An innovative analysis of how ideas of Indian identity negotiated within the Indian diaspora in Trinidad affect cultural identities back home in India.

Mobilizing India Summary

Mobilizing India: Women, Music, and Migration between India and Trinidad by Tejaswini Niranjana

Descendants of indentured laborers brought from India to the Caribbean between 1845 and 1917 comprise more than forty percent of Trinidad's population today. While many Indo-Trinidadians identify themselves as Indian, what Indian signifies-about nationalism, gender, culture, caste, race, and religion-in the Caribbean is different from what it means on the subcontinent.
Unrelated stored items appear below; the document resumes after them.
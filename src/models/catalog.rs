//! Public catalog view-model.

use serde::Serialize;

use super::{Category, Currency, Product};

/// Image shown when a product has none.
pub const PLACEHOLDER_IMAGE: &str = "/images/placeholder.png";
/// Link used when a product has none.
pub const PLACEHOLDER_LINK: &str = "#";

/// Where the items of a catalog view came from.
#[derive(Debug, Clone, Copy, Serialize, PartialEq, Eq)]
#[serde(rename_all = "lowercase")]
pub enum Provenance {
    Live,
    Fallback,
}

/// A product shaped for display.
#[derive(Debug, Clone, Serialize, PartialEq)]
#[serde(rename_all = "camelCase")]
pub struct CatalogItem {
    pub id: String,
    pub title: String,
    /// Kept verbatim, embedded line breaks included
    pub description: String,
    pub price: f64,
    pub currency: Currency,
    pub display_price: String,
    pub category: Category,
    pub category_label: String,
    pub image: String,
    pub link: String,
    #[serde(skip_serializing_if = "Option::is_none")]
    pub rating: Option<f64>,
    #[serde(skip_serializing_if = "Option::is_none")]
    pub reviews: Option<i64>,
    pub available: bool,
}

impl From<&Product> for CatalogItem {
    fn from(product: &Product) -> Self {
        Self {
            id: product.id.clone(),
            title: product.title.clone(),
            description: product.description.clone(),
            price: product.price,
            currency: product.currency,
            display_price: product.currency.format(product.price),
            category: product.category,
            category_label: product.category.label().to_string(),
            image: non_empty(&product.image_url).unwrap_or(PLACEHOLDER_IMAGE).to_string(),
            link: non_empty(&product.link).unwrap_or(PLACEHOLDER_LINK).to_string(),
            rating: product.rating,
            reviews: product.reviews,
            available: product.available,
        }
    }
}

fn non_empty(value: &Option<String>) -> Option<&str> {
    value.as_deref().filter(|s| !s.trim().is_empty())
}

/// The catalog as currently displayed.
#[derive(Debug, Clone, Serialize, PartialEq)]
#[serde(rename_all = "camelCase")]
pub struct CatalogView {
    pub items: Vec<CatalogItem>,
    pub provenance: Provenance,
    #[serde(skip_serializing_if = "Option::is_none")]
    pub error: Option<String>,
}

/// A category present in the catalog.
#[derive(Debug, Clone, Serialize, PartialEq)]
#[serde(rename_all = "camelCase")]
pub struct CategorySummary {
    pub category: Category,
    pub label: String,
    pub count: usize,
}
Yet the ways that Indianness is conceived of and performed in India and in Trinidad have historically been, and remain, intimately related. Offering an innovative analysis of how ideas of Indian identity negotiated within the Indian diaspora in Trinidad affect cultural identities back home, Tejaswini Niranjana models a necessary project: comparative research across the global South, scholarship that decenters the first world West as the referent against which postcolonial subjects understand themselves and are understood by others.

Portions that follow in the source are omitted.